Question

Find the average value of the function on the given interval. $$ f(x)=4 x^{3} ; \quad[1,3] $$

Short answer

The average value is 40.

Step-by-step solution

Understand the Formula for Average Value of a Function

The average value of a function \( f(x) \) on the interval \( [a, b] \) is given by the formula: \[ \frac{1}{b-a} \int_{a}^{b} f(x) \, dx \]. Identify the function and the interval from the problem. Here \( f(x) = 4x^3 \) and the interval \([1, 3]\).

Set Up the Integral

Substitute the function \( f(x) = 4x^3 \) and the interval \([1,3]\) into the formula for the average value. This gives: \[ \frac{1}{3-1} \int_{1}^{3} 4x^3 \, dx \]. Simplify to: \[ \frac{1}{2} \int_{1}^{3} 4x^3 \, dx \].

Calculate the Integral

Integrate the function \( 4x^3 \) over the interval \([1, 3]\): \[ \int 4x^3 \, dx = x^4 + C \]. Evaluate the definite integral: \[ \int_{1}^{3} 4x^3 \, dx = \left[ x^4 \right]_1^3 = 3^4 - 1^4 = 81 - 1 = 80 \].

Divide by the Length of the Interval

Now divide the result of the integral, 80, by the length of the interval, which is 2: \[ \frac{1}{2} \times 80 = 40 \].

State the Average Value

The average value of the function \( f(x) = 4x^3 \) over the interval \([1, 3]\) is 40.

Key concepts

Definite Integral

The concept of the definite integral is pivotal in understanding how functions behave over intervals. In simple terms, a definite integral helps to find the area under the curve of a function within a specified range. For a function \(f(x)\), evaluated over an interval \([a, b]\), the integral is represented as \[ \int_{a}^{b} f(x) \, dx \].
This notation essentially means adding up countless infinitesimally small products of \(f(x)\) values and their corresponding tiny changes in \(x\), across the interval from \(a\) to \(b\).

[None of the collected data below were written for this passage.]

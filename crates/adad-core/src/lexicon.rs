//! # Lexicon
//!
//! Fixed Persian word tables used by every stage of the pipeline.
//!
//! ## Table Layout
//! ```text
//! ┌─────────────────────────────────────────────────────────────────────────┐
//! │  index   UNITS    TEENS     TENS     HUNDREDS   SCALE_WORDS             │
//! │  ─────   ─────    ─────     ────     ────────   ───────────             │
//! │    0     ""       ده        ""       ""         ""          (ones)      │
//! │    1     یک       یازده     ""       صد         هزار        10^3        │
//! │    2     دو       دوازده    بیست     دویست      میلیون      10^6        │
//! │    3     سه       سیزده     سی       سیصد       میلیارد     10^9        │
//! │   ...                                                                   │
//! │    8     هشت      هجده      هشتاد    هشتصد      سپتیلیون    10^24       │
//! │    9     نه       نوزده     نود      نهصد       -                       │
//! └─────────────────────────────────────────────────────────────────────────┘
//! ```
//!
//! All tables are `const` and indexed by a single decimal digit (or a group
//! position for `SCALE_WORDS`).

/// Units, indexed by digit. Index 0 is empty; use [`ZERO`] for a spoken zero.
pub const UNITS: [&str; 10] = [
    "", "یک", "دو", "سه", "چهار", "پنج", "شش", "هفت", "هشت", "نه",
];

/// 10 through 19, indexed by the units digit.
pub const TEENS: [&str; 10] = [
    "ده", "یازده", "دوازده", "سیزده", "چهارده", "پانزده", "شانزده", "هفده", "هجده", "نوزده",
];

/// Tens, indexed by the tens digit. Indices 0 and 1 are unused.
pub const TENS: [&str; 10] = [
    "", "", "بیست", "سی", "چهل", "پنجاه", "شصت", "هفتاد", "هشتاد", "نود",
];

/// Hundreds, indexed by the hundreds digit.
pub const HUNDREDS: [&str; 10] = [
    "", "صد", "دویست", "سیصد", "چهارصد", "پانصد", "ششصد", "هفتصد", "هشتصد", "نهصد",
];

/// Scale words, indexed by group position counted from the least-significant
/// group. Position 0 carries no scale word.
pub const SCALE_WORDS: [&str; 9] = [
    "",
    "هزار",
    "میلیون",
    "میلیارد",
    "تریلیون",
    "کوادریلیون",
    "کوانتینیلیون",
    "سکستیلیون",
    "سپتیلیون",
];

/// Largest number of 3-digit groups that can be named.
pub const MAX_GROUPS: usize = SCALE_WORDS.len();

/// "zero"
pub const ZERO: &str = "صفر";

/// Prefix for negative values.
pub const NEGATIVE: &str = "منفی";

/// Marker placed between the integer words and the fractional digits.
pub const POINT: &str = "ممیز";

/// Joins the parts inside one group. Also the default inter-group separator.
pub const CONJUNCTION: &str = " و ";

/// Returned when the input is not a finite number.
pub const INVALID_NUMBER: &str = "عدد نامعتبر است";

/// Returned when the integer part needs more than [`MAX_GROUPS`] groups.
pub const TOO_LARGE: &str = "عدد بسیار بزرگ است";

/// Spoken form of a single digit, with `0` spelled as [`ZERO`].
pub fn digit_word(digit: u8) -> &'static str {
    match digit {
        0 => ZERO,
        d => UNITS[usize::from(d % 10)],
    }
}
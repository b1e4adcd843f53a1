//! # Conversion
//!
//! The public entry points and the last three pipeline stages: magnitude
//! assembly, decimal spelling, and final formatting.
//!
//! ## User Workflow
//! ```text
//! to_words("-1,000,010", &opts)
//!      │
//!      ▼
//! normalize        → negative, integer "1000010", fraction ""
//!      │
//!      ▼
//! split_groups     → [001] [000] [010]
//!      │
//!      ▼
//! assemble         → "یک میلیون" + (000 dropped) + "ده"  joined by separator
//!      │
//!      ▼
//! format_words     → "منفی یک میلیون و ده"
//! ```

use tracing::debug;

use crate::error::{ConvertError, ConvertResult};
use crate::groups::{split_groups, Group};
use crate::lexicon::{digit_word, MAX_GROUPS, NEGATIVE, POINT, SCALE_WORDS, ZERO};
use crate::normalize::{normalize, NumberInput};
use crate::options::ConvertOptions;

// =============================================================================
// Entry Points
// =============================================================================

/// Converts a number to Persian words. Never fails.
///
/// Invalid input returns `"عدد نامعتبر است"`; a value with more than 27
/// integer digits returns `"عدد بسیار بزرگ است"`.
///
/// ## Example
/// ```rust
/// use adad_core::{to_words, ConvertOptions};
///
/// let opts = ConvertOptions::default();
/// assert_eq!(to_words(-1_000_010, &opts), "منفی یک میلیون و ده");
/// assert_eq!(to_words(3.1415, &opts), "سه ممیز یک چهار یک پنج");
/// assert_eq!(to_words("not a number", &opts), "عدد نامعتبر است");
/// ```
pub fn to_words<'a>(value: impl Into<NumberInput<'a>>, options: &ConvertOptions) -> String {
    try_to_words(value, options).unwrap_or_else(|err| err.to_string())
}

/// Same pipeline as [`to_words`], with failures as a typed error.
///
/// ## Example
/// ```rust
/// use adad_core::{try_to_words, ConvertError, ConvertOptions};
///
/// let opts = ConvertOptions::default();
/// assert_eq!(try_to_words(1_000_000, &opts).unwrap(), "یک میلیون");
/// assert!(matches!(
///     try_to_words("1e30", &opts),
///     Err(ConvertError::TooLarge { groups: 11, max: 9 })
/// ));
/// ```
pub fn try_to_words<'a>(
    value: impl Into<NumberInput<'a>>,
    options: &ConvertOptions,
) -> ConvertResult<String> {
    let input = value.into();
    let kind = input.kind();

    let split = match normalize(&input) {
        Ok(split) => split,
        Err(err) => {
            debug!(kind, error = ?err, "Rejected input");
            return Err(err);
        }
    };

    if split.is_zero() {
        return Ok(ZERO.to_string());
    }

    let groups = split_groups(&split.integer);
    let integer_words = match assemble_magnitudes(&groups, &options.separator) {
        Ok(words) => words,
        Err(err) => {
            debug!(kind, groups = groups.len(), "Magnitude out of range");
            return Err(err);
        }
    };

    let decimal_words = (options.show_decimal && !split.fraction.is_empty())
        .then(|| lexicalize_fraction(&split.fraction));

    let words = format_words(
        &integer_words,
        decimal_words.as_deref(),
        split.negative && options.show_negative,
    );

    debug!(
        kind,
        groups = groups.len(),
        fraction_digits = split.fraction.len(),
        negative = split.negative,
        "Converted number"
    );
    Ok(words)
}

// =============================================================================
// Magnitude Assembler
// =============================================================================

/// Attaches scale words to lexicalized groups and joins the non-empty ones.
///
/// All-zero groups are dropped together with their scale word, so
/// `1 000 010` never reads "... صفر هزار ...".
///
/// ## Errors
/// [`ConvertError::TooLarge`] when there are more groups than scale words.
///
/// ## Example
/// ```rust
/// use adad_core::convert::assemble_magnitudes;
/// use adad_core::groups::split_groups;
///
/// let groups = split_groups("123456");
/// assert_eq!(
///     assemble_magnitudes(&groups, "، ").unwrap(),
///     "صد و بیست و سه هزار، چهارصد و پنجاه و شش"
/// );
/// ```
pub fn assemble_magnitudes(groups: &[Group], separator: &str) -> ConvertResult<String> {
    let count = groups.len();
    if count > MAX_GROUPS {
        return Err(ConvertError::TooLarge {
            groups: count,
            max: MAX_GROUPS,
        });
    }

    let parts: Vec<String> = groups
        .iter()
        .enumerate()
        .filter_map(|(i, group)| {
            let words = group.lexicalize();
            if words.is_empty() {
                return None;
            }
            match SCALE_WORDS[count - i - 1] {
                "" => Some(words),
                scale => Some(format!("{words} {scale}")),
            }
        })
        .collect();

    Ok(parts.join(separator))
}

// =============================================================================
// Decimal Lexicalizer
// =============================================================================

/// Spells each fractional digit on its own, separated by single spaces.
///
/// ## Example
/// ```rust
/// use adad_core::convert::lexicalize_fraction;
///
/// assert_eq!(lexicalize_fraction("1415"), "یک چهار یک پنج");
/// assert_eq!(lexicalize_fraction("05"), "صفر پنج");
/// ```
pub fn lexicalize_fraction(digits: &str) -> String {
    digits
        .bytes()
        .filter(u8::is_ascii_digit)
        .map(|b| digit_word(b - b'0'))
        .collect::<Vec<_>>()
        .join(" ")
}

// =============================================================================
// Formatter
// =============================================================================

/// Final assembly: optional negative prefix, integer words, optional decimal
/// clause.
///
/// An empty integer part reads as zero. The negative prefix follows the sign
/// flag alone, so `-0.5` with decimals hidden reads "منفی صفر".
fn format_words(integer_words: &str, decimal_words: Option<&str>, negative: bool) -> String {
    let mut out = String::new();
    if negative {
        out.push_str(NEGATIVE);
        out.push(' ');
    }
    out.push_str(if integer_words.is_empty() {
        ZERO
    } else {
        integer_words
    });
    if let Some(decimal) = decimal_words {
        out.push(' ');
        out.push_str(POINT);
        out.push(' ');
        out.push_str(decimal);
    }
    out
}

// =============================================================================
// Extension Trait
// =============================================================================

/// Method-call sugar over [`to_words`].
///
/// ## Example
/// ```rust
/// use adad_core::ToWords;
///
/// assert_eq!(21_u32.to_words(), "بیست و یک");
/// assert_eq!("1,000".to_words(), "یک هزار");
/// ```
pub trait ToWords {
    /// Converts with the given options.
    fn to_words_with(&self, options: &ConvertOptions) -> String;

    /// Converts with default options.
    fn to_words(&self) -> String {
        self.to_words_with(&ConvertOptions::default())
    }
}

impl ToWords for str {
    fn to_words_with(&self, options: &ConvertOptions) -> String {
        to_words(self, options)
    }
}

impl ToWords for String {
    fn to_words_with(&self, options: &ConvertOptions) -> String {
        to_words(self.as_str(), options)
    }
}

macro_rules! impl_to_words_copy {
    ($($t:ty),*) => {
        $(impl ToWords for $t {
            fn to_words_with(&self, options: &ConvertOptions) -> String {
                to_words(*self, options)
            }
        })*
    };
}

impl_to_words_copy!(
    i8, i16, i32, i64, i128, isize, u8, u16, u32, u64, u128, usize, f32, f64,
    rust_decimal::Decimal
);

// =============================================================================
// Unit Tests
// =============================================================================
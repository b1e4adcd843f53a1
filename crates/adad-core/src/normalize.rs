//! # Input Normalizer
//!
//! Turns whatever the caller handed us into a sign flag plus two plain ASCII
//! digit strings (integer part, fractional part).
//!
//! ## Pipeline Position
//! ```text
//! ┌─────────────────────────────────────────────────────────────────────────┐
//! │  NumberInput ──► decimal text ──► clean_text ──► parse_numeral          │
//! │                                                       │                 │
//! │                                                       ▼                 │
//! │                                 SplitNumber { negative, integer,        │
//! │                                               fraction }                │
//! └─────────────────────────────────────────────────────────────────────────┘
//! ```
//!
//! ## Why Text, Not Floats?
//! Every input, including `f64`, is first rendered as decimal text and the
//! digits are read from that text. `3.1415_f64` prints as `3.1415`, so the
//! fractional digits match what a human reads. Repeatedly multiplying the
//! float by ten would surface binary rounding noise instead.

use std::borrow::Cow;

use rust_decimal::Decimal;
use tracing::trace;

use crate::error::{ConvertError, ConvertResult};

/// Largest decimal order of magnitude accepted in scientific text, matching
/// the finite range of an `f64`. Applies to the value (`"0.0001e310"` is
/// `1e306` and passes), not to the literal exponent.
pub const MAX_EXPONENT: i64 = 308;

// =============================================================================
// Number Input
// =============================================================================

/// A value accepted by the converter.
///
/// Build one with `From`/`Into`:
/// ```rust
/// use adad_core::NumberInput;
///
/// let a: NumberInput = 42_i32.into();
/// let b: NumberInput = 3.5_f64.into();
/// let c: NumberInput = "1,234".into();
/// assert_eq!(a.kind(), "integer");
/// assert_eq!(b.kind(), "float");
/// assert_eq!(c.kind(), "text");
/// ```
#[derive(Debug, Clone, PartialEq)]
pub enum NumberInput<'a> {
    Float(f64),
    Float32(f32),
    Int(i128),
    UInt(u128),
    Decimal(Decimal),
    Text(Cow<'a, str>),
}

impl NumberInput<'_> {
    /// Short label for logging.
    pub fn kind(&self) -> &'static str {
        match self {
            NumberInput::Float(_) | NumberInput::Float32(_) => "float",
            NumberInput::Int(_) | NumberInput::UInt(_) => "integer",
            NumberInput::Decimal(_) => "decimal",
            NumberInput::Text(_) => "text",
        }
    }
}

impl From<f64> for NumberInput<'_> {
    fn from(value: f64) -> Self {
        NumberInput::Float(value)
    }
}

/// Kept as `f32` so it is rendered with its own shortest form: `0.1_f32`
/// stays `0.1` instead of widening to `0.10000000149011612`.
impl From<f32> for NumberInput<'_> {
    fn from(value: f32) -> Self {
        NumberInput::Float32(value)
    }
}

impl From<Decimal> for NumberInput<'_> {
    fn from(value: Decimal) -> Self {
        NumberInput::Decimal(value)
    }
}

impl<'a> From<&'a str> for NumberInput<'a> {
    fn from(value: &'a str) -> Self {
        NumberInput::Text(Cow::Borrowed(value))
    }
}

impl<'a> From<&'a String> for NumberInput<'a> {
    fn from(value: &'a String) -> Self {
        NumberInput::Text(Cow::Borrowed(value.as_str()))
    }
}

impl From<String> for NumberInput<'_> {
    fn from(value: String) -> Self {
        NumberInput::Text(Cow::Owned(value))
    }
}

macro_rules! impl_from_signed {
    ($($t:ty),*) => {
        $(impl From<$t> for NumberInput<'_> {
            fn from(value: $t) -> Self {
                NumberInput::Int(value as i128)
            }
        })*
    };
}

macro_rules! impl_from_unsigned {
    ($($t:ty),*) => {
        $(impl From<$t> for NumberInput<'_> {
            fn from(value: $t) -> Self {
                NumberInput::UInt(value as u128)
            }
        })*
    };
}

impl_from_signed!(i8, i16, i32, i64, i128, isize);
impl_from_unsigned!(u8, u16, u32, u64, u128, usize);

// =============================================================================
// Split Number
// =============================================================================

/// Sign flag plus integer and fractional digits of the absolute value.
///
/// - `integer` has no leading zeros and is `"0"` when the value is below one.
/// - `fraction` has no trailing zeros and is empty when there is nothing to
///   spell after the point.
#[derive(Debug, Clone, PartialEq, Eq)]
pub struct SplitNumber {
    pub negative: bool,
    pub integer: String,
    pub fraction: String,
}

impl SplitNumber {
    /// True when every digit is zero (covers `-0` and `0.000`).
    pub fn is_zero(&self) -> bool {
        self.integer == "0" && self.fraction.is_empty()
    }
}

// =============================================================================
// Normalization
// =============================================================================

/// Normalizes any [`NumberInput`] into a [`SplitNumber`].
///
/// ## Example
/// ```rust
/// use adad_core::normalize::normalize;
///
/// let split = normalize(&"-1,234.50".into()).unwrap();
/// assert!(split.negative);
/// assert_eq!(split.integer, "1234");
/// assert_eq!(split.fraction, "5");
/// ```
pub fn normalize(input: &NumberInput<'_>) -> ConvertResult<SplitNumber> {
    let split = match input {
        NumberInput::Float(value) => {
            if !value.is_finite() {
                return Err(ConvertError::invalid(value.to_string()));
            }
            parse_from(&value.to_string())?
        }
        NumberInput::Float32(value) => {
            if !value.is_finite() {
                return Err(ConvertError::invalid(value.to_string()));
            }
            parse_from(&value.to_string())?
        }
        NumberInput::Int(value) => parse_from(&value.to_string())?,
        NumberInput::UInt(value) => parse_from(&value.to_string())?,
        NumberInput::Decimal(value) => parse_from(&value.to_string())?,
        NumberInput::Text(raw) => {
            let cleaned = clean_text(raw);
            parse_numeral(&cleaned).ok_or_else(|| ConvertError::invalid(raw.to_string()))?
        }
    };

    trace!(
        kind = input.kind(),
        negative = split.negative,
        integer = %split.integer,
        fraction = %split.fraction,
        "Normalized input"
    );
    Ok(split)
}

fn parse_from(text: &str) -> ConvertResult<SplitNumber> {
    parse_numeral(text).ok_or_else(|| ConvertError::invalid(text))
}

/// Strips grouping separators and folds Persian/Arabic-Indic digits to ASCII.
///
/// ## Rules
/// - Surrounding whitespace is trimmed
/// - `,` `٬` `_` are dropped
/// - `۰`-`۹` and `٠`-`٩` become `0`-`9`
/// - `٫` becomes `.`
///
/// ## Example
/// ```rust
/// use adad_core::normalize::clean_text;
///
/// assert_eq!(clean_text(" 1,234,567.89 "), "1234567.89");
/// assert_eq!(clean_text("۱٬۲۳۴٫۵"), "1234.5");
/// ```
pub fn clean_text(raw: &str) -> String {
    raw.trim()
        .chars()
        .filter(|c| !matches!(c, ',' | '\u{066C}' | '_'))
        .map(|c| match c {
            '\u{06F0}'..='\u{06F9}' => ascii_digit(c as u32 - 0x06F0),
            '\u{0660}'..='\u{0669}' => ascii_digit(c as u32 - 0x0660),
            '\u{066B}' => '.',
            other => other,
        })
        .collect()
}

fn ascii_digit(offset: u32) -> char {
    char::from_digit(offset, 10).unwrap_or('0')
}

/// Parses cleaned decimal text into a [`SplitNumber`].
///
/// ## Grammar
/// ```text
/// [+-]? digits* ( '.' digits* )? ( [eE] [+-]? digits )?
/// ```
/// At least one mantissa digit is required. Exponents shift the decimal point
/// on the digit string itself, so `"1.5e3"` is exactly `1500`. A value whose
/// order of magnitude lies beyond [`MAX_EXPONENT`] either way is rejected.
///
/// Returns `None` for anything that does not match.
pub fn parse_numeral(text: &str) -> Option<SplitNumber> {
    let (negative, rest) = match text.as_bytes().first() {
        Some(b'-') => (true, &text[1..]),
        Some(b'+') => (false, &text[1..]),
        _ => (false, text),
    };

    let (mantissa, exponent) = match rest.find(['e', 'E']) {
        Some(pos) => (&rest[..pos], Some(&rest[pos + 1..])),
        None => (rest, None),
    };

    let (int_digits, frac_digits) = mantissa.split_once('.').unwrap_or((mantissa, ""));
    if int_digits.is_empty() && frac_digits.is_empty() {
        return None;
    }
    if !all_digits(int_digits) || !all_digits(frac_digits) {
        return None;
    }

    let exponent = match exponent {
        Some(e) => parse_exponent(e)?,
        None => 0,
    };
    if let Some(lead) = format!("{int_digits}{frac_digits}").find(|c: char| c != '0') {
        let magnitude = int_digits.len() as i64 + exponent - lead as i64 - 1;
        if magnitude.abs() > MAX_EXPONENT {
            return None;
        }
    } else if exponent.abs() > MAX_EXPONENT {
        // all-zero mantissa: the value is zero whatever the exponent says
        return Some(SplitNumber {
            negative,
            integer: "0".to_string(),
            fraction: String::new(),
        });
    }

    let (integer, fraction) = shift_point(int_digits, frac_digits, exponent);
    let integer = integer.trim_start_matches('0');
    let fraction = fraction.trim_end_matches('0');

    Some(SplitNumber {
        negative,
        integer: if integer.is_empty() {
            "0".to_string()
        } else {
            integer.to_string()
        },
        fraction: fraction.to_string(),
    })
}

fn all_digits(s: &str) -> bool {
    s.bytes().all(|b| b.is_ascii_digit())
}

fn parse_exponent(text: &str) -> Option<i64> {
    let digits = text.strip_prefix(['+', '-']).unwrap_or(text);
    if digits.is_empty() || !all_digits(digits) {
        return None;
    }
    text.parse().ok()
}

/// Moves the decimal point `exponent` places to the right (left if negative).
fn shift_point(int_digits: &str, frac_digits: &str, exponent: i64) -> (String, String) {
    let digits = format!("{int_digits}{frac_digits}");
    let point = int_digits.len() as i64 + exponent;

    if point <= 0 {
        let zeros = "0".repeat(point.unsigned_abs() as usize);
        (String::new(), format!("{zeros}{digits}"))
    } else if point as usize >= digits.len() {
        let zeros = "0".repeat(point as usize - digits.len());
        (format!("{digits}{zeros}"), String::new())
    } else {
        let (int, frac) = digits.split_at(point as usize);
        (int.to_string(), frac.to_string())
    }
}

// =============================================================================
// Unit Tests
// =============================================================================

#[cfg(test)]
mod tests {
    use super::*;
    use std::str::FromStr;

    fn split(negative: bool, integer: &str, fraction: &str) -> SplitNumber {
        SplitNumber {
            negative,
            integer: integer.to_string(),
            fraction: fraction.to_string(),
        }
    }

    #[test]
    fn test_parse_plain_numbers() {
        assert_eq!(parse_numeral("123"), Some(split(false, "123", "")));
        assert_eq!(parse_numeral("-45.60"), Some(split(true, "45", "6")));
        assert_eq!(parse_numeral("+7"), Some(split(false, "7", "")));
        assert_eq!(parse_numeral(".5"), Some(split(false, "0", "5")));
        assert_eq!(parse_numeral("5."), Some(split(false, "5", "")));
        assert_eq!(parse_numeral("000123"), Some(split(false, "123", "")));
    }

    #[test]
    fn test_parse_rejects_garbage() {
        for text in ["", "-", ".", "abc", "12abc", "1.2.3", "NaN", "inf", "Infinity", "--1", "1e", "e5", "1e+"] {
            assert_eq!(parse_numeral(text), None, "{text:?} should be rejected");
        }
    }

    #[test]
    fn test_parse_exponent_shifts_exactly() {
        assert_eq!(parse_numeral("1.5e3"), Some(split(false, "1500", "")));
        assert_eq!(parse_numeral("1e21"), Some(split(false, "1000000000000000000000", "")));
        assert_eq!(parse_numeral("25E-3"), Some(split(false, "0", "025")));
        assert_eq!(parse_numeral("1.25e1"), Some(split(false, "12", "5")));
        assert_eq!(parse_numeral("1e400"), None);
        assert_eq!(parse_numeral("1e-400"), None);
        assert_eq!(parse_numeral("1e99999999999999999999"), None);
    }

    #[test]
    fn test_parse_exponent_range_follows_value() {
        let big = parse_numeral("0.0001e310").unwrap();
        assert_eq!(big.integer.len(), 307);
        assert!(big.integer.starts_with('1'));
        assert!(big.fraction.is_empty());

        let small = parse_numeral("1000e-310").unwrap();
        assert_eq!(small.integer, "0");
        assert_eq!(small.fraction.len(), 307);
        assert!(small.fraction.ends_with('1'));

        assert_eq!(parse_numeral("10e308"), None);
        assert!(parse_numeral("0e500").map(|s| s.is_zero()).unwrap_or(false));
    }

    #[test]
    fn test_zero_detection() {
        assert!(parse_numeral("0").map(|s| s.is_zero()).unwrap_or(false));
        assert!(parse_numeral("-0.000").map(|s| s.is_zero()).unwrap_or(false));
        assert!(!parse_numeral("0.01").map(|s| s.is_zero()).unwrap_or(true));
    }

    #[test]
    fn test_clean_text() {
        assert_eq!(clean_text("1,234,567.89"), "1234567.89");
        assert_eq!(clean_text("  42\n"), "42");
        assert_eq!(clean_text("۱۲۳"), "123");
        assert_eq!(clean_text("١٢٣"), "123");
        assert_eq!(clean_text("۱٬۰۰۰٫۲۵"), "1000.25");
        assert_eq!(clean_text("1_000"), "1000");
    }

    #[test]
    fn test_normalize_float_uses_printed_digits() {
        let out = normalize(&NumberInput::from(3.1415)).unwrap();
        assert_eq!(out, split(false, "3", "1415"));

        let out = normalize(&NumberInput::from(0.1 + 0.2)).unwrap();
        assert_eq!(out.fraction, "30000000000000004");

        let input = NumberInput::from(0.1_f32);
        assert_eq!(input.kind(), "float");
        let out = normalize(&input).unwrap();
        assert_eq!(out.fraction, "1");
    }

    #[test]
    fn test_normalize_rejects_non_finite() {
        assert!(normalize(&NumberInput::from(f64::NAN)).is_err());
        assert!(normalize(&NumberInput::from(f64::INFINITY)).is_err());
        assert!(normalize(&NumberInput::from(f32::NEG_INFINITY)).is_err());
    }

    #[test]
    fn test_normalize_integers_and_decimals() {
        let out = normalize(&NumberInput::from(-1_000_010_i64)).unwrap();
        assert_eq!(out, split(true, "1000010", ""));

        let out = normalize(&NumberInput::from(u128::MAX)).unwrap();
        assert_eq!(out.integer, u128::MAX.to_string());

        let dec = Decimal::from_str("-123.4500").unwrap();
        let out = normalize(&NumberInput::from(dec)).unwrap();
        assert_eq!(out, split(true, "123", "45"));
    }

    #[test]
    fn test_normalize_text_error_keeps_raw_input() {
        let err = normalize(&NumberInput::from("12 apples")).unwrap_err();
        assert_eq!(
            err,
            ConvertError::InvalidNumber {
                input: "12 apples".to_string()
            }
        );
    }
}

• The definite integral gives us the net area, which could be positive, negative, or zero, depending on the function's behavior and the chosen interval.
• Calculating a definite integral requires an understanding of antiderivatives, which are functions that, when differentiated, yield the original \(f(x)\).
• In practical problems, like finding average values, the definite integral is vital as it provides the accumulated value across a range, which can then be used to derive averages.

Integral Calculus

Integral calculus is one part of calculus, the other being differential calculus. While differential calculus focuses on the rate of change (derivatives), integral calculus deals with accumulation, like areas under curves.
In the context of integral calculus, we are often concerned with the antiderivative, sometimes called the primitive, of a function. Finding an antiderivative means determining a function \(F(x)\) such that its derivative \(F'(x)\) equals \(f(x)\).

• Two integral types are commonly studied: indefinite integrals (without limits) and definite integrals (with specific limits, like \([a, b]\)).
• In practice, these integrals allow us to solve a broad range of problems in physics, engineering, and economics, where understanding the total quantity accumulated over time or distance is crucial.
• For computing an average value of a function, as in the given exercise, integral calculus is essential as it provides the necessary methodology to evaluate and apply the integral over a specific range.

Calculating Integral

Calculating an integral involves a step-by-step process that requires understanding of both the function and the limits of integration. Here's how you do it:
1. **Setup the Integral**: Identify the function and the limits over which you need to integrate. The problem provides \(f(x) = 4x^3\) and the interval \([1, 3]\).
2. **Antidifferentiate the Function**: Determine the antiderivative of \(f(x)\). In this case, the antiderivative of \(4x^3\) is \(x^4 + C\), where \(C\) represents the constant of integration.
3. **Evaluate the Definite Integral**: Substitute the limits into the antiderivative. For our example, compute \[ \left[ x^4 \right]_1^3 = 3^4 - 1^4 = 81 - 1 = 80 \]. This is the value of the definite integral.
4. **Apply to the Context**: If you're calculating an average, divide the result by the interval's width. Since the length of the interval is 2, and the result of the integration is 80, the final average value is \[ \frac{1}{2} \times 80 = 40 \].
By following these steps, you'll correctly compute both the integral and any relevant average, such as in this example.